UN calls for continued restraint in Guinea after delay in election results

Campaigning for the first round of presidential election in Guinea's capital Conakry in 27 June 2010
The top United Nations official in West Africa has urged Guinea’s presidential candidates and their supporters to continue to show restraint ahead of the much anticipated release of results from the country’s first democratic elections since it gained independence more than half a century ago.

Provisional results from Guinea’s independent electoral commission could be released today after they were delayed by 48 hours this week because of logistical, transport and security difficulties.

Media reports say that tensions are rising in the impoverished country as the people wait for the results from Sunday’s vote in which 24 candidates competed for president. The ballot was considered to be the first free election in the country.

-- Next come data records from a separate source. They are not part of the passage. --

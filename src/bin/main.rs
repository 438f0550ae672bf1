fn main() {
    htnbridge::main()
}
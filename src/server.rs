use super::*;

/// How long connections get to flush and close after cancellation.
const SHUTDOWN_GRACE: Duration = Duration::from_secs(2);

/// Wires the node client, dispatcher, validator, stats, and background
/// loops together and drives the miner accept loop.
pub(crate) struct Server {
    config: Arc<BridgeConfig>,
}

impl Server {
    pub(crate) fn new(config: Arc<BridgeConfig>) -> Self {
        Self { config }
    }

    pub(crate) async fn run(self, cancel: CancellationToken) -> Result {
        let config = self.config;

        let node: Arc<dyn NodeClient> =
            RpcNodeClient::spawn(config.hoosat_address.clone(), cancel.child_token());

        let stats = Arc::new(StatsRegistry::new(config.min_share_diff));
        let validator = Arc::new(ShareValidator::new(node.clone(), config.solo_mining));

        let (template_rx, dispatcher_handle) = Dispatcher::new(
            node.clone(),
            config.block_wait_time(),
            cancel.child_token(),
        )
        .spawn();

        let mut background = Vec::new();
        background.push(dispatcher_handle);

        if config.var_diff && !config.solo_mining {
            info!(
                "vardiff enabled, targeting {} shares/min",
                config.shares_per_min
            );
            background.push(vardiff::start_sweep(
                stats.clone(),
                config.shares_per_min,
                config.var_diff_stats,
                cancel.child_token(),
            ));
        }

        if config.print_stats {
            background.push(stats::start_print_loop(
                stats.clone(),
                validator.clone(),
                cancel.child_token(),
            ));
        }

        if let Some(addr) = config.health_check_listen_addr() {
            info!("enabling health check on {addr}");
            background.push(tokio::spawn(http::serve(
                http::health_router(node.clone()),
                addr,
                cancel.child_token(),
            )));
        }

        if let Some(addr) = config.prom_listen_addr() {
            info!("serving metrics on {addr}");
            background.push(tokio::spawn(http::serve(
                http::metrics_router(stats.clone()),
                addr,
                cancel.child_token(),
            )));
        }

        let listen_addr = config.stratum_listen_addr();
        let listener = TcpListener::bind(&listen_addr)
            .await
            .with_context(|| format!("failed to bind stratum listener on {listen_addr}"))?;

        info!("Listening for miners on {listen_addr}");

        let extranonce_counter = AtomicU32::new(0);
        let mut connections = JoinSet::new();

        loop {
            tokio::select! {
                accepted = listener.accept() => {
                    let (stream, socket_addr) = match accepted {
                        Ok(accepted) => accepted,
                        Err(err) => {
                            warn!("accept failed: {err}");
                            continue;
                        }
                    };

                    if let Err(err) = stream.set_nodelay(true) {
                        warn!("failed to set nodelay on {socket_addr}: {err}");
                    }

                    info!("Accepted connection from {socket_addr}");

                    let extranonce = assign_extranonce(&extranonce_counter, config.extranonce_size);
                    let (reader, writer) = stream.into_split();

                    let connection = Connection::new(
                        config.clone(),
                        node.clone(),
                        validator.clone(),
                        stats.clone(),
                        socket_addr,
                        reader,
                        writer,
                        extranonce,
                        template_rx.clone(),
                        cancel.child_token(),
                    );

                    connections.spawn(async move {
                        if let Err(err) = connection.serve().await {
                            error!("miner connection {socket_addr} error: {err}");
                        }
                    });
                }

                Some(_) = connections.join_next(), if !connections.is_empty() => {}

                _ = cancel.cancelled() => {
                    info!("Shutting down stratum server");
                    break;
                }
            }
        }

        // Connections observe the cancellation token themselves; give them
        // a bounded window to flush and close.
        if timeout(SHUTDOWN_GRACE, async {
            while connections.join_next().await.is_some() {}
        })
        .await
        .is_err()
        {
            warn!("shutdown grace expired, aborting remaining connections");
            connections.abort_all();
        }

        for handle in background {
            handle.abort();
        }

        info!("shutdown complete");
        Ok(())
    }
}

/// Hand out the next extranonce for a fresh connection, if configured.
fn assign_extranonce(counter: &AtomicU32, size: u8) -> Option<Extranonce> {
    if size == 0 {
        return None;
    }

    let space = 1u32 << (8 * size as u32);
    let next = counter.fetch_add(1, Ordering::Relaxed);

    if next != 0 && next % space == 0 {
        warn!("extranonce space wrapped; new clients may duplicate work");
    }

    Some(Extranonce::from_counter(next % space, size as usize))
}

#[cfg(test)]
mod tests {
    use super::*;

    #[test]
    fn no_extranonce_when_disabled() {
        let counter = AtomicU32::new(0);
        assert_eq!(assign_extranonce(&counter, 0), None);
    }

    #[test]
    fn extranonces_are_sequential_and_sized() {
        let counter = AtomicU32::new(0);

        let first = assign_extranonce(&counter, 2).unwrap();
        let second = assign_extranonce(&counter, 2).unwrap();

        assert_eq!(first.to_hex(), "0000");
        assert_eq!(second.to_hex(), "0001");
        assert_eq!(first.len(), 2);
    }

    #[test]
    fn extranonce_wraps_within_its_space() {
        let counter = AtomicU32::new(255);
        let wrapped = assign_extranonce(&counter, 1).unwrap();
        assert_eq!(wrapped.to_hex(), "ff");

        let next = assign_extranonce(&counter, 1).unwrap();
        assert_eq!(next.to_hex(), "00");
    }
}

Said Djinnit, the Secretary-General’s Special Representative for West Africa, issued a statement yesterday in which he called on all political parties to continue to respect their commitments to a peaceful process and to only use legal channels to resolve any disputes they may have about the results.

“I urge all candidates and their supporters to continue to show restraint and civility to preserve the atmosphere of calm and serenity that prevails in the country,” he said from Dakar, where his office is based.

The statement echoed remarks this week from Secretary-General Ban Ki-moon, who praised Guineans for the peaceful staging of the polls, which took place less than a year after members of the military forces shot more than 150 unarmed demonstrators who had been participating in a peaceful pro-democracy protest on the streets of the capital, Conakry. Countless others were sexually assaulted or otherwise physically attacked.

International condemnation, including from senior UN officials, followed and a Government of national unity was established in January as part of a transition to a more democratic order.